The Fear Of The Sole Arbitrator

Kluwer Arbitration Blog
August 7, 2018

Please refer to this post as: , ‘The Fear Of The Sole Arbitrator’, Kluwer Arbitration Blog, August 7 2018, http://arbitrationblog.kluwerarbitration.com/2018/08/07/the-fear-of-the-sole-arbitrator/


During a recent conference on international arbitration, an in-house lawyer mentioned that whenever faced with the possibility of agreeing to an arbitration clause that provides for a sole arbitrator, she noted certain resistance within the company. There seemed to be a certain apprehension on placing the burden of deciding a dispute on a single person who may face greater difficulty in detecting and addressing errors and mistakes. During the discussion, an additional reason was pointed out for the general preference to select a multiple member tribunal: the possibility for a party to assert its right to select the tribunal and, in certain cases, to choose a party-appointed arbitrator.

These reasons appear convincing and create a tenable fear of the sole arbitrator: three persons can surely better spot a mistake than a single individual and a party has a better chance to influence the selection of its tribunal in a collegiate body in which it can at least nominate one of its members.

In response to this fear, parties often expressly select the number of arbitrators in the arbitration agreement,[fn]For example, in 2016 the ICC reported that in 91% of the cases parties chose the number of arbitrators. ICC Dispute Resolution Bulletin, 2018, issue 2, 2017 ICC Dispute Resolution Statistics [/fn] usually opting for a sole arbitrator in cases of lower quantum and less complexity.[fn] White & Case and Queen Mary University School of London, 2010 International Arbitration Survey: Choices in International Arbitration.[/fn]

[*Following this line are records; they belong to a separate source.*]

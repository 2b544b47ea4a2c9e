use crossterm::event::{KeyCode, KeyEvent, KeyModifiers};
use std::collections::HashMap;

use tally_types::ViewportIntent;

use crate::app::Action;

/// A key combination
#[derive(Clone, Debug, PartialEq, Eq, Hash)]
pub struct KeyBinding {
    pub code: KeyCode,
    pub modifiers: KeyModifiers,
}

impl KeyBinding {
    pub fn new(code: KeyCode) -> Self {
        Self {
            code,
            modifiers: KeyModifiers::NONE,
        }
    }

    pub fn ctrl(code: KeyCode) -> Self {
        Self {
            code,
            modifiers: KeyModifiers::CONTROL,
        }
    }

    pub fn shift(code: KeyCode) -> Self {
        Self {
            code,
            modifiers: KeyModifiers::SHIFT,
        }
    }

    pub fn from_event(event: &KeyEvent) -> Self {
        Self {
            code: event.code,
            modifiers: event.modifiers,
        }
    }
}

/// Context for keybindings
#[derive(Clone, Copy, Debug, PartialEq, Eq, Hash)]
pub enum KeyContext {
    Global,
    LogViewer,
    Help,
}

/// Keybinding configuration
pub struct KeyBindings {
    bindings: HashMap<KeyContext, HashMap<KeyBinding, Action>>,
}

impl KeyBindings {
    pub fn new() -> Self {
        let mut bindings = HashMap::new();

        // Global bindings
        let mut global = HashMap::new();
        global.insert(KeyBinding::new(KeyCode::Char('?')), Action::ToggleHelp);
        global.insert(KeyBinding::shift(KeyCode::Char('?')), Action::ToggleHelp);
        global.insert(KeyBinding::ctrl(KeyCode::Char('c')), Action::Quit);
        global.insert(KeyBinding::new(KeyCode::Char('q')), Action::Quit);
        bindings.insert(KeyContext::Global, global);

        // Log viewer bindings - less-like navigation
        let mut log_viewer = HashMap::new();
        let nav = Action::Navigate;
        // Line navigation
        log_viewer.insert(KeyBinding::new(KeyCode::Char('j')), nav(ViewportIntent::MoveDown));
        log_viewer.insert(KeyBinding::new(KeyCode::Down), nav(ViewportIntent::MoveDown));
        log_viewer.insert(KeyBinding::new(KeyCode::Char('k')), nav(ViewportIntent::MoveUp));
        log_viewer.insert(KeyBinding::new(KeyCode::Up), nav(ViewportIntent::MoveUp));
        // Page navigation
        log_viewer.insert(KeyBinding::ctrl(KeyCode::Char('d')), nav(ViewportIntent::PageDown));
        log_viewer.insert(KeyBinding::ctrl(KeyCode::Char('u')), nav(ViewportIntent::PageUp));
        log_viewer.insert(KeyBinding::ctrl(KeyCode::Char('f')), nav(ViewportIntent::PageDown));
        log_viewer.insert(KeyBinding::ctrl(KeyCode::Char('b')), nav(ViewportIntent::PageUp));
        log_viewer.insert(KeyBinding::new(KeyCode::PageDown), nav(ViewportIntent::PageDown));
        log_viewer.insert(KeyBinding::new(KeyCode::PageUp), nav(ViewportIntent::PageUp));
        // Top/bottom navigation
        log_viewer.insert(KeyBinding::new(KeyCode::Char('g')), nav(ViewportIntent::Top));
        log_viewer.insert(KeyBinding::shift(KeyCode::Char('G')), nav(ViewportIntent::Bottom));
        log_viewer.insert(KeyBinding::new(KeyCode::Home), nav(ViewportIntent::Top));
        log_viewer.insert(KeyBinding::new(KeyCode::End), nav(ViewportIntent::Bottom));
        // Display and actions
        log_viewer.insert(KeyBinding::new(KeyCode::Char('t')), Action::ToggleTimestamps);
        log_viewer.insert(KeyBinding::new(KeyCode::Char('s')), Action::ToggleSources);
        log_viewer.insert(KeyBinding::new(KeyCode::Char('r')), Action::Reload);
        log_viewer.insert(KeyBinding::new(KeyCode::Esc), Action::Quit);
        bindings.insert(KeyContext::LogViewer, log_viewer);

        // Help overlay swallows navigation; these close it
        let mut help = HashMap::new();
        help.insert(KeyBinding::new(KeyCode::Esc), Action::ToggleHelp);
        help.insert(KeyBinding::new(KeyCode::Char('q')), Action::ToggleHelp);
        help.insert(KeyBinding::new(KeyCode::Enter), Action::ToggleHelp);
        bindings.insert(KeyContext::Help, help);

        Self { bindings }
    }

    /// Look up action for key event in given context
    pub fn get_action(&self, context: KeyContext, key: &KeyEvent) -> Option<Action> {
        let binding = KeyBinding::from_event(key);

        // First check context-specific bindings
        if let Some(action) = self
            .bindings
            .get(&context)
            .and_then(|context_bindings| context_bindings.get(&binding))
        {
            return Some(action.clone());
        }

        // Fall back to global bindings
        self.bindings
            .get(&KeyContext::Global)?
            .get(&binding)
            .cloned()
    }
}

impl Default for KeyBindings {
    fn default() -> Self {
        Self::new()
    }
}

#[cfg(test)]
mod tests {
    use super::*;

    fn key(code: KeyCode, modifiers: KeyModifiers) -> KeyEvent {
        KeyEvent::new(code, modifiers)
    }

    #[test]
    fn test_arrow_keys_navigate() {
        let kb = KeyBindings::new();
        assert_eq!(
            kb.get_action(KeyContext::LogViewer, &key(KeyCode::Up, KeyModifiers::NONE)),
            Some(Action::Navigate(ViewportIntent::MoveUp))
        );
        assert_eq!(
            kb.get_action(KeyContext::LogViewer, &key(KeyCode::Char('j'), KeyModifiers::NONE)),
            Some(Action::Navigate(ViewportIntent::MoveDown))
        );
        assert_eq!(
            kb.get_action(KeyContext::LogViewer, &key(KeyCode::Char('G'), KeyModifiers::SHIFT)),
            Some(Action::Navigate(ViewportIntent::Bottom))
        );
    }

    #[test]
    fn test_quit_keys() {
        let kb = KeyBindings::new();
        for (code, mods) in [
            (KeyCode::Esc, KeyModifiers::NONE),
            (KeyCode::Char('c'), KeyModifiers::CONTROL),
            (KeyCode::Char('q'), KeyModifiers::NONE),
        ] {
            assert_eq!(
                kb.get_action(KeyContext::LogViewer, &key(code, mods)),
                Some(Action::Quit)
            );
        }
    }

    #[test]
    fn test_help_context_closes_instead_of_quitting() {
        let kb = KeyBindings::new();
        assert_eq!(
            kb.get_action(KeyContext::Help, &key(KeyCode::Esc, KeyModifiers::NONE)),
            Some(Action::ToggleHelp)
        );
        assert_eq!(
            kb.get_action(KeyContext::Help, &key(KeyCode::Down, KeyModifiers::NONE)),
            None
        );
        // Ctrl-C still quits from the overlay
        assert_eq!(
            kb.get_action(KeyContext::Help, &key(KeyCode::Char('c'), KeyModifiers::CONTROL)),
            Some(Action::Quit)
        );
    }

    #[test]
    fn test_unbound_key() {
        let kb = KeyBindings::new();
        assert_eq!(
            kb.get_action(KeyContext::LogViewer, &key(KeyCode::Char('z'), KeyModifiers::NONE)),
            None
        );
    }
}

The 2010 International Arbitration Survey confirmed that there was an overwhelming preference for three arbitrators – 87% of survey respondents – mainly because of a perception of greater neutrality and balance in the award, less risk of a poor decision, the possibility of appointing one of the arbitrators and of benefiting from diversity of background and experience in the panel. The ICC caseload for 2017 shows that parties opt for a three-member tribunal in 67% of the cases. Interestingly, the Court has submitted more cases to a sole arbitrator than to a three-member arbitral tribunal[fn]ICC Dispute Resolution Bulletin, 2018, issue 2, 2017 ICC Dispute Resolution Statistics[/fn] which suggests that arbitral institutions may fear the sole arbitrator less than parties do.

Specifically regarding quantum, a recent LCIA study on costs and time of arbitrations between 2013-2016 found that three-member tribunals tend to handle cases in which there are larger amounts in dispute (over 60% of the three-arbitrator cases refer to amounts in dispute exceeding USD 10 million) and that the median amount in dispute in a three-arbitrator case is approximately five times greater than that of a single arbitrator case.[fn]London Court of International Arbitration, Facts and Figures: Costs and Duration 2013-2016.[/fn]

Other factors that are weighed in to decide the number of arbitrators include the characteristics of the parties involved, the complexity of legal issues, the non-financial impact of the dispute and the budgetary concerns of the parties.

These considerations are not fixed as rules of thumb, but may lead to an excessive fear of the sole arbitrator and to overlook its advantages in certain circumstances.

Although opting for a sole arbitrator might reduce the influence the party will have on the selection of the tribunal (more so in cases in which it appoints one of the members of the tribunal), this does not necessarily imply that the party will not be able to partake in this decision (for instance, by attempting to jointly nominate the arbitrator) or that appointing authorities will select unfit individuals. In certain cases, users might even find that their preferred qualities in an arbitrator are better found in a single individual, rather than in a collegiate body. Moreover, in a single member tribunal it is not possible to distribute tasks, and arbitrators will exercise greater caution in order to avoid mistakes and errors. As one of the respondents in the 2010 International Arbitration Survey pointed out “a sole arbitrator may assess the law and facts more fully, whereas with three arbitrators the result reflects closed door bargaining”. Further, the decision-making process might be swifter for a sole arbitrator than for a multiple member tribunal in which deadlocks can arise.

All in all, the decision on the number of arbitrators can benefit from taking multiple factors into consideration, which vary from one case to the other. Limiting this decision to a single factor – for example, the amount in dispute -, might overly exaggerate the fear of the sole arbitrator and disregard the advantages that it may have in certain types of disputes.